Goal of the exercise: Please reproduce exactly the lines from the start of the records through the one containing "pub type HandlerResolver", and nothing more.

Extracted records:
————

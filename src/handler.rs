use alloc::sync::Arc;
use core::fmt::{self, Debug, Display, Formatter};

use crate::{
    any::TypeInfo,
    constructable::Injected,
    errors::ResolveErrorKind,
    type_resolver::{is_injectable, TypeWrapper},
    Container,
};

/// Property or constructor parameter of a [`crate::Constructable`] type that receives a service.
#[derive(Debug, Clone, Copy, PartialEq, Eq, PartialOrd, Ord, Hash)]
pub struct InjectionPoint {
    pub target: TypeInfo,
    pub member: &'static str,
    /// Position of the constructor parameter, `None` for properties
    pub index: Option<usize>,
}

impl InjectionPoint {
    #[inline]
    #[must_use]
    pub fn property<Target: 'static>(member: &'static str) -> Self {
        Self {
            target: TypeInfo::of::<Target>(),
            member,
            index: None,
        }
    }

    #[inline]
    #[must_use]
    pub fn parameter<Target: 'static>(member: &'static str, index: usize) -> Self {
        Self {
            target: TypeInfo::of::<Target>(),
            member,
            index: Some(index),
        }
    }

    #[inline]
    #[must_use]
    pub(crate) fn cannot_inject(&self) -> ResolveErrorKind {
        ResolveErrorKind::CannotInjectValue {
            target: self.target,
            member: self.member,
        }
    }
}

impl Display for InjectionPoint {
    fn fmt(&self, f: &mut Formatter<'_>) -> fmt::Result {
        match self.index {
            Some(index) => write!(f, "{}.{}[{index}]", self.target, self.member),
            None => write!(f, "{}.{}", self.target, self.member),
        }
    }
}

pub type HandlerResolver = Arc<dyn Fn(&Container) -> Result<Injected, ResolveErrorKind> + Send + Sync>;

/// Deferred injection, run every time an instance of the target type is built.
#[derive(Clone)]
pub struct HandlerEntry {
    pub point: InjectionPoint,
    pub resolver: HandlerResolver,
}

impl HandlerEntry {
    #[inline]
    #[must_use]
    pub fn new<F>(point: InjectionPoint, resolver: F) -> Self
    where
        F: Fn(&Container) -> Result<Injected, ResolveErrorKind> + Send + Sync + 'static,
    {
        Self {
            point,
            resolver: Arc::new(resolver),
        }
    }

    /// Handler that looks a service up by the type of the injection point.
    /// The lazy type is evaluated on each call, so it may point to a service registered after the handler.
    ///
    /// # Errors
    /// Returns [`ResolveErrorKind::CannotInjectValue`] if the eager type is unknown or unconstrained
    pub(crate) fn injection(point: InjectionPoint, type_wrapper: TypeWrapper, many: bool) -> Result<Self, ResolveErrorKind> {
        if !type_wrapper.is_injectable() {
            return Err(point.cannot_inject());
        }

        let TypeWrapper { lazy_type, .. } = type_wrapper;
        Ok(Self::new(point, move |container| {
            let identifier = lazy_type()
                .filter(is_injectable)
                .ok_or_else(|| point.cannot_inject())?;

            if many {
                container.get_many_any(&identifier).map(Injected::Many)
            } else {
                container.get_any(&identifier).map(Injected::One)
            }
        }))
    }

    #[inline]
    pub(crate) fn resolve(&self, container: &Container) -> Result<Injected, ResolveErrorKind> {
        (self.resolver)(container)
    }
}

impl Debug for HandlerEntry {
    fn fmt(&self, f: &mut Formatter<'_>) -> fmt::Result {
        f.debug_struct("HandlerEntry").field("point", &self.point).finish_non_exhaustive()
    }
}

#[cfg(test)]
mod tests {
    extern crate std;

    use super::{HandlerEntry, InjectionPoint};
    use crate::{
        identifier::Identifier,
        type_resolver::{EagerType, TypeWrapper},
        ContainerRegistry, ResolveErrorKind,
    };

    use alloc::{
        format,
        string::{String, ToString as _},
        sync::Arc,
    };
    use core::any::Any;
    use tracing_test::traced_test;

    struct App;

    #[test]
    fn test_display() {
        assert_eq!(InjectionPoint::property::<App>("logger").to_string(), "App.logger");
        assert_eq!(InjectionPoint::parameter::<App>("new", 1).to_string(), "App.new[1]");
    }

    #[test]
    fn test_eager_type_is_checked_on_declaration() {
        let point = InjectionPoint::property::<App>("logger");

        let unknown = TypeWrapper {
            eager_type: EagerType::Unknown,
            lazy_type: Arc::new(|| None),
        };
        assert!(matches!(
            HandlerEntry::injection(point, unknown, false),
            Err(ResolveErrorKind::CannotInjectValue { member: "logger", .. })
        ));
        assert!(matches!(
            HandlerEntry::injection(point, TypeWrapper::known(Identifier::of::<dyn Any + Send + Sync>()), true),
            Err(ResolveErrorKind::CannotInjectValue { .. })
        ));
    }

    #[test]
    #[traced_test]
    fn test_lazy_type_is_checked_on_call() {
        let registry = ContainerRegistry::new();
        let container = registry.default_container();
        let point = InjectionPoint::property::<App>("logger");

        let handler = HandlerEntry::injection(point, TypeWrapper::deferred(Arc::new(|| None)), false).unwrap();
        assert!(matches!(
            handler.resolve(&container),
            Err(ResolveErrorKind::CannotInjectValue { member: "logger", .. })
        ));

        let handler = HandlerEntry::injection(point, TypeWrapper::known("logger"), false).unwrap();
        assert!(matches!(handler.resolve(&container), Err(ResolveErrorKind::ServiceNotFound { .. })));
    }
}
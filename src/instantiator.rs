use alloc::{boxed::Box, sync::Arc};
use tracing::debug;

use super::{
    dependency_resolver::DependencyResolver,
    errors::{InstantiateErrorKind, InstantiatorErrorKind, ResolveErrorKind},
};
use crate::{any::RcAny, Container};

/// Factory of a service value.
///
/// Implemented for closures whose arguments implement [`DependencyResolver`],
/// for example `|Inject(logger): Inject<Logger>, container: Container| Ok(App::new(logger))`.
pub trait Instantiator<Deps>: Clone + 'static
where
    Deps: DependencyResolver,
{
    type Provides: 'static;
    type Error: Into<InstantiateErrorKind>;

    #[allow(clippy::missing_errors_doc)]
    fn instantiate(&mut self, dependencies: Deps) -> Result<Self::Provides, Self::Error>;
}

pub(crate) type BoxedInstantiator =
    Arc<dyn Fn(&Container) -> Result<RcAny, InstantiatorErrorKind<ResolveErrorKind, InstantiateErrorKind>> + Send + Sync>;

#[must_use]
pub(crate) fn boxed_instantiator<Inst, Deps>(instantiator: Inst) -> BoxedInstantiator
where
    Inst: Instantiator<Deps> + Send + Sync,
    Inst::Provides: Send + Sync,
    Deps: DependencyResolver,
{
    Arc::new(move |container: &Container| {
        let dependencies = match Deps::resolve(container) {
            Ok(dependencies) => dependencies,
            Err(err) => return Err(InstantiatorErrorKind::Deps(err.into())),
        };
        let dependency = match instantiator.clone().instantiate(dependencies) {
            Ok(dependency) => dependency,
            Err(err) => return Err(InstantiatorErrorKind::Factory(err.into())),
        };

        debug!("Resolved");

        Ok(Arc::new(dependency) as RcAny)
    })
}

impl From<InstantiatorErrorKind<ResolveErrorKind, InstantiateErrorKind>> for ResolveErrorKind {
    fn from(err: InstantiatorErrorKind<ResolveErrorKind, InstantiateErrorKind>) -> Self {
        match err {
            InstantiatorErrorKind::Deps(err) => Self::Instantiator(InstantiatorErrorKind::Deps(Box::new(err))),
            InstantiatorErrorKind::Factory(err) => Self::Instantiator(InstantiatorErrorKind::Factory(err)),
        }
    }
}

macro_rules! impl_instantiator {
    (
        [$($ty:ident),*]
    ) => {
        #[allow(non_snake_case)]
        impl<F, Response, Err, $($ty,)*> Instantiator<($($ty,)*)> for F
        where
            F: FnMut($($ty,)*) -> Result<Response, Err> + Clone + 'static,
            Response: 'static,
            Err: Into<InstantiateErrorKind>,
            $( $ty: DependencyResolver, )*
        {
            type Provides = Response;
            type Error = Err;

            fn instantiate(&mut self, ($($ty,)*): ($($ty,)*)) -> Result<Self::Provides, Self::Error> {
                self($($ty,)*)
            }
        }
    };
}

all_the_tuples!(impl_instantiator);

/// Wrapper to create an instantiator that just returns passed value.
/// It can be used when the value was created outside the container, but should be recreated by it
/// after the container is disposed, unlike [`crate::ServiceOptions::value`].
#[inline]
#[must_use]
pub fn instance<T: Clone + Send + Sync + 'static>(val: T) -> impl Instantiator<(), Provides = T, Error = InstantiateErrorKind> {
    move || Ok(val.clone())
}
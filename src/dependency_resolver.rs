use super::errors::ResolveErrorKind;
use crate::Container;

/// Argument of a factory that is resolved from the active container before the factory is called.
pub trait DependencyResolver: Sized {
    type Error: Into<ResolveErrorKind>;

    #[allow(clippy::missing_errors_doc)]
    fn resolve(container: &Container) -> Result<Self, Self::Error>;
}

impl DependencyResolver for Container {
    type Error = ResolveErrorKind;

    #[inline]
    fn resolve(container: &Container) -> Result<Self, Self::Error> {
        Ok(container.clone())
    }
}

macro_rules! impl_dependency_resolver {
    (
        [$($ty:ident),*]
    ) => {
        #[allow(non_snake_case, unused_mut)]
        impl<$($ty,)*> DependencyResolver for ($($ty,)*)
        where
            $( $ty: DependencyResolver, )*
        {
            type Error = ResolveErrorKind;

            #[inline]
            #[allow(unused_variables)]
            fn resolve(container: &Container) -> Result<Self, Self::Error> {
                Ok(($($ty::resolve(container).map_err(Into::into)?,)*))
            }
        }
    };
}

all_the_tuples!(impl_dependency_resolver);
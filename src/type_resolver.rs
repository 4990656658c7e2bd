use alloc::{collections::BTreeMap, sync::Arc};
use core::fmt::{self, Debug, Formatter};

use crate::{
    any::TypeInfo,
    handler::InjectionPoint,
    identifier::{Identifier, Token},
};

/// Deferred type reference, evaluated each time the injection is performed.
/// Returning `None` means the type is still unknown.
pub type LazyType = Arc<dyn Fn() -> Option<Identifier> + Send + Sync>;

/// Type of an injection point as known when the injection is declared.
#[derive(Debug, Clone, PartialEq, Eq)]
pub enum EagerType {
    Known(Identifier),
    /// The type is only known through the lazy reference, e.g. it's declared after the injection point
    Deferred,
    Unknown,
}

/// Eager and lazy type of an injection point.
#[derive(Clone)]
pub struct TypeWrapper {
    pub eager_type: EagerType,
    pub lazy_type: LazyType,
}

impl TypeWrapper {
    #[inline]
    #[must_use]
    pub fn known(identifier: impl Into<Identifier>) -> Self {
        let identifier = identifier.into();
        Self {
            eager_type: EagerType::Known(identifier.clone()),
            lazy_type: Arc::new(move || Some(identifier.clone())),
        }
    }

    #[inline]
    #[must_use]
    pub fn deferred(lazy_type: LazyType) -> Self {
        Self {
            eager_type: EagerType::Deferred,
            lazy_type,
        }
    }

    /// Type that the container is able to look a service up by
    #[inline]
    #[must_use]
    pub fn is_injectable(&self) -> bool {
        match &self.eager_type {
            EagerType::Known(identifier) => is_injectable(identifier),
            EagerType::Deferred => true,
            EagerType::Unknown => false,
        }
    }
}

impl Debug for TypeWrapper {
    fn fmt(&self, f: &mut Formatter<'_>) -> fmt::Result {
        f.debug_struct("TypeWrapper").field("eager_type", &self.eager_type).finish_non_exhaustive()
    }
}

#[inline]
#[must_use]
pub(crate) fn is_injectable(identifier: &Identifier) -> bool {
    !identifier.type_info().is_some_and(TypeInfo::is_unconstrained)
}

/// Source of the type of an injection point
#[derive(Clone)]
pub enum TypeSource {
    /// Ask the [`TypeResolver`] of the registry
    Inferred,
    Identifier(Identifier),
    Lazy(LazyType),
}

impl TypeSource {
    #[inline]
    #[must_use]
    pub fn of<T: ?Sized + 'static>() -> Self {
        Self::Identifier(Identifier::of::<T>())
    }

    #[inline]
    #[must_use]
    pub fn lazy<F>(f: F) -> Self
    where
        F: Fn() -> Option<Identifier> + Send + Sync + 'static,
    {
        Self::Lazy(Arc::new(f))
    }
}

impl From<Identifier> for TypeSource {
    fn from(identifier: Identifier) -> Self {
        Self::Identifier(identifier)
    }
}

impl From<&'static str> for TypeSource {
    fn from(name: &'static str) -> Self {
        Self::Identifier(name.into())
    }
}

impl From<Token> for TypeSource {
    fn from(token: Token) -> Self {
        Self::Identifier(token.into())
    }
}

impl From<&Token> for TypeSource {
    fn from(token: &Token) -> Self {
        Self::Identifier(token.into())
    }
}

impl From<LazyType> for TypeSource {
    fn from(lazy_type: LazyType) -> Self {
        Self::Lazy(lazy_type)
    }
}

/// Source of type information for injection points declared with [`TypeSource::Inferred`].
pub trait TypeResolver: Send + Sync {
    /// Returns `None` if no type information is available for the point
    fn resolve(&self, point: &InjectionPoint) -> Option<TypeWrapper>;
}

impl<F> TypeResolver for F
where
    F: Fn(&InjectionPoint) -> Option<TypeWrapper> + Send + Sync,
{
    #[inline]
    fn resolve(&self, point: &InjectionPoint) -> Option<TypeWrapper> {
        self(point)
    }
}

/// Type resolver without any type information, so every injection point needs an explicit type
#[derive(Debug, Default, Clone, Copy)]
pub struct NoTypeInformation;

impl TypeResolver for NoTypeInformation {
    #[inline]
    fn resolve(&self, _point: &InjectionPoint) -> Option<TypeWrapper> {
        None
    }
}

/// Type resolver backed by a table of injection points.
///
/// # Example
/// ```rust
/// use stevedore::{ContainerRegistry, StaticTypeResolver};
///
/// struct Logger;
/// struct App;
///
/// let resolver = StaticTypeResolver::new()
///     .parameter::<App, Logger>("new", 0)
///     .property::<App, Logger>("logger");
/// let registry = ContainerRegistry::with_type_resolver(resolver);
/// ```
#[derive(Debug, Default, Clone)]
pub struct StaticTypeResolver {
    types: BTreeMap<InjectionPoint, Identifier>,
}

impl StaticTypeResolver {
    #[inline]
    #[must_use]
    pub fn new() -> Self {
        Self::default()
    }

    #[inline]
    #[must_use]
    pub fn with(mut self, point: InjectionPoint, identifier: impl Into<Identifier>) -> Self {
        self.types.insert(point, identifier.into());
        self
    }

    #[inline]
    #[must_use]
    pub fn property<Target: 'static, T: ?Sized + 'static>(self, member: &'static str) -> Self {
        self.with(InjectionPoint::property::<Target>(member), Identifier::of::<T>())
    }

    #[inline]
    #[must_use]
    pub fn parameter<Target: 'static, T: ?Sized + 'static>(self, member: &'static str, index: usize) -> Self {
        self.with(InjectionPoint::parameter::<Target>(member, index), Identifier::of::<T>())
    }
}

impl TypeResolver for StaticTypeResolver {
    fn resolve(&self, point: &InjectionPoint) -> Option<TypeWrapper> {
        self.types.get(point).cloned().map(TypeWrapper::known)
    }
}

/// Type of an injection point by its source, `None` if nothing is known about it
#[must_use]
pub(crate) fn resolve_to_type_wrapper(source: TypeSource, point: &InjectionPoint, resolver: &dyn TypeResolver) -> Option<TypeWrapper> {
    match source {
        TypeSource::Inferred => resolver.resolve(point),
        TypeSource::Identifier(identifier) => Some(TypeWrapper::known(identifier)),
        TypeSource::Lazy(lazy_type) => Some(TypeWrapper::deferred(lazy_type)),
    }
}
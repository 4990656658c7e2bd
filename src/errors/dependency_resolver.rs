use alloc::boxed::Box;

use super::{instantiate::InstantiateErrorKind, instantiator::InstantiatorErrorKind};
use crate::{any::TypeInfo, container_registry::ContainerId, identifier::Identifier};

#[derive(thiserror::Error, Debug)]
pub enum ResolveErrorKind {
    #[error(
        "\
        Service with \"{identifier}\" identifier was not found in the container. \
        Register it before usage via explicitly calling the `Container::set` method\
        "
    )]
    ServiceNotFound { identifier: Identifier },
    #[error(
        "\
        Cannot inject value into \"{target}.{member}\". \
        Please make sure you setup the type resolver or pass an identifier explicitly\
        "
    )]
    CannotInjectValue { target: TypeInfo, member: &'static str },
    #[error(
        "\
        Cannot instantiate the requested value for the \"{identifier}\" identifier. \
        The related record doesn't have a factory or a constructable type\
        "
    )]
    CannotInstantiateValue { identifier: Identifier },
    #[error("Incorrect provided type. Actual: {actual:?}, expected: {expected}")]
    IncorrectType { expected: TypeInfo, actual: TypeInfo },
    #[error("Container \"{id}\" can't be used after it has been disposed")]
    ContainerDisposed { id: ContainerId },
    #[error(transparent)]
    Instantiator(InstantiatorErrorKind<Box<ResolveErrorKind>, InstantiateErrorKind>),
}
mod container;
mod dependency_resolver;
mod finalizer;
mod instantiate;
mod instantiator;

pub use container::{AggregateDisposalError, ContainerErrorKind};
pub use dependency_resolver::ResolveErrorKind;
pub use finalizer::FinalizeErrorKind;
pub use instantiate::InstantiateErrorKind;
pub use instantiator::InstantiatorErrorKind;
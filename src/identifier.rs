use alloc::{borrow::Cow, string::String, sync::Arc};
use core::{
    cmp::Ordering,
    fmt::{self, Debug, Display, Formatter},
    hash::{Hash, Hasher},
};

use crate::any::TypeInfo;

/// Key under which a service is registered.
///
/// The same service can be addressed by its concrete type, by a free-form name
/// or by an opaque [`Token`]. All three variants share one keyspace, so a type and
/// a name never collide even if the name spells the type.
#[derive(Debug, Clone, PartialEq, Eq, PartialOrd, Ord, Hash)]
pub enum Identifier {
    Type(TypeInfo),
    Name(Cow<'static, str>),
    Token(Token),
}

impl Identifier {
    #[inline]
    #[must_use]
    pub fn of<T: ?Sized + 'static>() -> Self {
        Self::Type(TypeInfo::of::<T>())
    }

    #[inline]
    #[must_use]
    pub const fn type_info(&self) -> Option<&TypeInfo> {
        match self {
            Self::Type(type_info) => Some(type_info),
            Self::Name(_) | Self::Token(_) => None,
        }
    }
}

impl Display for Identifier {
    fn fmt(&self, f: &mut Formatter<'_>) -> fmt::Result {
        match self {
            Self::Type(type_info) => write!(f, "MaybeConstructable<{}>", type_info.short_name()),
            Self::Name(name) => f.write_str(name),
            Self::Token(token) => Display::fmt(token, f),
        }
    }
}

impl From<TypeInfo> for Identifier {
    fn from(type_info: TypeInfo) -> Self {
        Self::Type(type_info)
    }
}

impl From<&'static str> for Identifier {
    fn from(name: &'static str) -> Self {
        Self::Name(Cow::Borrowed(name))
    }
}

impl From<String> for Identifier {
    fn from(name: String) -> Self {
        Self::Name(Cow::Owned(name))
    }
}

impl From<Token> for Identifier {
    fn from(token: Token) -> Self {
        Self::Token(token)
    }
}

impl From<&Token> for Identifier {
    fn from(token: &Token) -> Self {
        Self::Token(token.clone())
    }
}

/// Opaque identifier compared by identity.
///
/// Two tokens created with the same label are different keys; clones of one token are the same key.
/// The label is only used in diagnostics.
#[derive(Clone)]
pub struct Token {
    inner: Arc<TokenInner>,
}

struct TokenInner {
    label: Option<Cow<'static, str>>,
}

impl Token {
    #[inline]
    #[must_use]
    pub fn new(label: impl Into<Cow<'static, str>>) -> Self {
        Self {
            inner: Arc::new(TokenInner { label: Some(label.into()) }),
        }
    }

    #[inline]
    #[must_use]
    pub fn anonymous() -> Self {
        Self {
            inner: Arc::new(TokenInner { label: None }),
        }
    }

    #[inline]
    #[must_use]
    pub fn label(&self) -> Option<&str> {
        self.inner.label.as_deref()
    }

    #[inline]
    fn addr(&self) -> usize {
        Arc::as_ptr(&self.inner) as usize
    }
}

impl PartialEq for Token {
    fn eq(&self, other: &Self) -> bool {
        Arc::ptr_eq(&self.inner, &other.inner)
    }
}

impl Eq for Token {}

impl PartialOrd for Token {
    fn partial_cmp(&self, other: &Self) -> Option<Ordering> {
        Some(self.cmp(other))
    }
}

impl Ord for Token {
    fn cmp(&self, other: &Self) -> Ordering {
        self.addr().cmp(&other.addr())
    }
}

impl Hash for Token {
    fn hash<H: Hasher>(&self, state: &mut H) {
        self.addr().hash(state);
    }
}

impl Display for Token {
    fn fmt(&self, f: &mut Formatter<'_>) -> fmt::Result {
        write!(f, "Token<{}>", self.label().unwrap_or("UNSET_NAME"))
    }
}

impl Debug for Token {
    fn fmt(&self, f: &mut Formatter<'_>) -> fmt::Result {
        Display::fmt(self, f)
    }
}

————

Response to this exercise:
filename src/handler.rs
use alloc::sync::Arc;
use core::fmt::{self, Debug, Display, Formatter};

use crate::{
    any::TypeInfo,
    constructable::Injected,
    errors::ResolveErrorKind,
    type_resolver::{is_injectable, TypeWrapper},
    Container,
};

/// Property or constructor parameter of a [`crate::Constructable`] type that receives a service.
#[derive(Debug, Clone, Copy, PartialEq, Eq, PartialOrd, Ord, Hash)]
pub struct InjectionPoint {
    pub target: TypeInfo,
    pub member: &'static str,
    /// Position of the constructor parameter, `None` for properties
    pub index: Option<usize>,
}

impl InjectionPoint {
    #[inline]
    #[must_use]
    pub fn property<Target: 'static>(member: &'static str) -> Self {
        Self {
            target: TypeInfo::of::<Target>(),
            member,
            index: None,
        }
    }

    #[inline]
    #[must_use]
    pub fn parameter<Target: 'static>(member: &'static str, index: usize) -> Self {
        Self {
            target: TypeInfo::of::<Target>(),
            member,
            index: Some(index),
        }
    }

    #[inline]
    #[must_use]
    pub(crate) fn cannot_inject(&self) -> ResolveErrorKind {
        ResolveErrorKind::CannotInjectValue {
            target: self.target,
            member: self.member,
        }
    }
}

impl Display for InjectionPoint {
    fn fmt(&self, f: &mut Formatter<'_>) -> fmt::Result {
        match self.index {
            Some(index) => write!(f, "{}.{}[{index}]", self.target, self.member),
            None => write!(f, "{}.{}", self.target, self.member),
        }
    }
}

pub type HandlerResolver = Arc<dyn Fn(&Container) -> Result<Injected, ResolveErrorKind> + Send + Sync>;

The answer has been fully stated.